それぞれのカテゴリー毎に、獲得できるポイントが設定されています。下表は、「ITF Woman’s Circuit」におけるカテゴリー別のポイント表です。(WTA Tour に関しても提供されていますが、本ブログでは割愛します)

ITF Womans Circuit Point

上表で、W は優勝、F は準優勝、SF は Best 4、QF は Best 8、R16 は Best 16、R32 は Best 32。更に、QLFR は予選での勝者、Q3 は予選 3 回戦、Q2 は予選 2 回戦ということになっています。

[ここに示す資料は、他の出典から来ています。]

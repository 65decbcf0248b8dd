//! Embedding functions
//!
//! Every embedder is a pure function of its input: the same text always
//! yields a bit-identical vector of `dimensions()` components, and the
//! empty string has a well-defined embedding.
//!
//! Two implementations ship:
//! - `HtpEmbedder`: Harmonic Token Projection, a training-free embedding
//!   where texts sharing tokens land close together
//!   (https://arxiv.org/html/2511.20665)
//! - `SeededEmbedder`: text-seeded pseudorandom vectors with no semantic
//!   content, useful as a baseline and in tests

use rand::rngs::StdRng;
use rand::{Rng, SeedableRng};
use std::f64::consts::PI;
use std::hash::Hasher;
use std::sync::Arc;
use twox_hash::XxHash64;

use crate::core::config::{Config, EmbedderKind};
use crate::core::error::{RagError, Result};

/// Default embedding dimension
pub const EMBEDDING_DIM: usize = 384;

/// Maximum token length (Unicode code points)
const MAX_TOKEN_LENGTH: usize = 64;

/// Maps text to a fixed-dimension dense vector.
pub trait Embedder: Send + Sync {
    fn embed(&self, text: &str) -> Result<Vec<f32>>;

    fn dimensions(&self) -> usize;

    fn name(&self) -> &'static str;
}

/// Build the embedder selected in the configuration.
pub fn from_config(config: &Config) -> Result<Arc<dyn Embedder>> {
    let embedder: Arc<dyn Embedder> = match config.embedder {
        EmbedderKind::Htp => Arc::new(HtpEmbedder::new(config.dimension)?),
        EmbedderKind::Seeded => Arc::new(SeededEmbedder::new(config.dimension)?),
    };
    Ok(embedder)
}

/// HTP Embedding Model
///
/// Each token is read as a base-2^16 integer N, reduced modulo a set of
/// coprime moduli, and every residue is projected onto the unit circle.
pub struct HtpEmbedder {
    moduli: Vec<u64>,
}

impl HtpEmbedder {
    /// `dimension` must be even: each modulus contributes a (sin, cos) pair.
    pub fn new(dimension: usize) -> Result<Self> {
        if dimension == 0 || dimension % 2 != 0 {
            return Err(RagError::Validation(format!(
                "htp embedder needs a positive even dimension, got {}",
                dimension
            )));
        }
        Ok(Self {
            moduli: first_primes(dimension / 2),
        })
    }

    /// Embed a single token using Harmonic Token Projection
    fn embed_token(&self, token: &str) -> Vec<f64> {
        let n = token_to_integer(token);

        let mut embedding = Vec::with_capacity(self.moduli.len() * 2);
        for &m in &self.moduli {
            let r = n % m;
            let theta = 2.0 * PI * (r as f64) / (m as f64);
            embedding.push(theta.sin());
            embedding.push(theta.cos());
        }

        embedding
    }
}

impl Default for HtpEmbedder {
    fn default() -> Self {
        Self {
            moduli: first_primes(EMBEDDING_DIM / 2),
        }
    }
}

impl Embedder for HtpEmbedder {
    /// Mean-pools token projections, then L2-normalizes.
    /// Text without tokens embeds to the zero vector.
    fn embed(&self, text: &str) -> Result<Vec<f32>> {
        let dimension = self.dimensions();
        let tokens = tokenize(text);

        if tokens.is_empty() {
            return Ok(vec![0.0; dimension]);
        }

        let mut sum_embedding = vec![0.0f64; dimension];
        for token in &tokens {
            for (acc, val) in sum_embedding.iter_mut().zip(self.embed_token(token)) {
                *acc += val;
            }
        }

        let count = tokens.len() as f64;
        for val in &mut sum_embedding {
            *val /= count;
        }

        let norm: f64 = sum_embedding.iter().map(|x| x * x).sum::<f64>().sqrt();
        let embedding = if norm > 0.0 {
            sum_embedding.iter().map(|x| (*x / norm) as f32).collect()
        } else {
            sum_embedding.iter().map(|x| *x as f32).collect()
        };

        Ok(embedding)
    }

    fn dimensions(&self) -> usize {
        self.moduli.len() * 2
    }

    fn name(&self) -> &'static str {
        "htp"
    }
}

/// Text-seeded pseudorandom embedder
///
/// The xxHash64 of the UTF-8 text seeds a PRNG that draws uniform `[0, 1)`
/// components.
pub struct SeededEmbedder {
    dimension: usize,
}

impl SeededEmbedder {
    pub fn new(dimension: usize) -> Result<Self> {
        if dimension == 0 {
            return Err(RagError::Validation("dimension must be positive".into()));
        }
        Ok(Self { dimension })
    }
}

impl Embedder for SeededEmbedder {
    fn embed(&self, text: &str) -> Result<Vec<f32>> {
        let mut hasher = XxHash64::with_seed(0);
        hasher.write(text.as_bytes());
        let mut rng = StdRng::seed_from_u64(hasher.finish());

        Ok((0..self.dimension).map(|_| rng.gen::<f32>()).collect())
    }

    fn dimensions(&self) -> usize {
        self.dimension
    }

    fn name(&self) -> &'static str {
        "seeded"
    }
}

/// Convert token to integer, N = Σ u_j * B^(L-j) with B = 2^16.
/// Wrapping arithmetic keeps only the trailing code points of long tokens.
fn token_to_integer(token: &str) -> u64 {
    token
        .chars()
        .take(MAX_TOKEN_LENGTH)
        .fold(0u64, |n, c| n.wrapping_mul(65536).wrapping_add(c as u64))
}

/// Splits text into lowercase words
fn tokenize(text: &str) -> Vec<String> {
    text.split(|c: char| c.is_whitespace() || c.is_ascii_punctuation())
        .filter(|s| !s.is_empty())
        .map(|s| s.to_lowercase())
        .collect()
}

/// First `count` primes, pairwise coprime by construction.
fn first_primes(count: usize) -> Vec<u64> {
    let mut primes: Vec<u64> = Vec::with_capacity(count);
    let mut candidate = 2u64;
    while primes.len() < count {
        if primes
            .iter()
            .take_while(|&&p| p * p <= candidate)
            .all(|&p| candidate % p != 0)
        {
            primes.push(candidate);
        }
        candidate += 1;
    }
    primes
}

/// Euclidean distance between two vectors of equal length
pub fn l2_distance(a: &[f32], b: &[f32]) -> f32 {
    a.iter()
        .zip(b.iter())
        .map(|(x, y)| {
            let d = x - y;
            d * d
        })
        .sum::<f32>()
        .sqrt()
}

長々となってしまいましたが、クルム伊達公子選手が出場した 3 つの大会は、開催国こそ日本ですが、れっきとした「ITF Woman’s Circuit」に属する国際大会で、50,000ドルというカテゴリーになります。下記は、日本で開催されている国際大会の一覧です。

ITF Womans Circuit in Japan

伊達選手は、「カンガルーカップ」で、予選で勝利したので 3 ポイント、本戦で準優勝で 25 ポイント、「福岡国際」で Best 8 でしたから 9 ポイント、更に「ベストアメニティカップ」でも Best 8 で 9 ポイント。合計 46 ポイント獲得、ということで世界ランカー(WTA ランキング:425 位)となったわけです。

上記のように女子テニスでは、2008 年は、全部で 21 大会が国際大会(WTA ランキングポイントが獲得できる)で、下表のようになっています。下表は、「日本テニス協会::JTA 女子サーキット 2008」で日程等も確認できます。

上表で、上の 2 大会は、「Sonny Ericsson WTA Tour Tournament」で、その他が「ITF Woman’s Circuit」です。改めて、結構日本でも国際大会があるんだな、なんて考えてみたりして。

さて、もうちょっとだけ。WTA ランキングは、アマチュアでも獲得でき、過去 52 週間で出場した 17 大会の合計ポイントで決定されるのですが、実は以下の条件を満たさなければなりません。(もっとあるかも・・・)

  • 15 歳以上でなければ、予選、本戦に出場できません。(年齢制限は他にもありますが・・・)
  • 3 大会以上の戦績が必要です。
  • 大会は、ランキングより足切りがあります。(当り前かな・・・)

だいたいこんあものでしょうか、基礎知識としては。何せ、独学で知っている知識ですから、ひょっとすると間違っている部分があるかもしれませんが、それは御愛嬌ということで。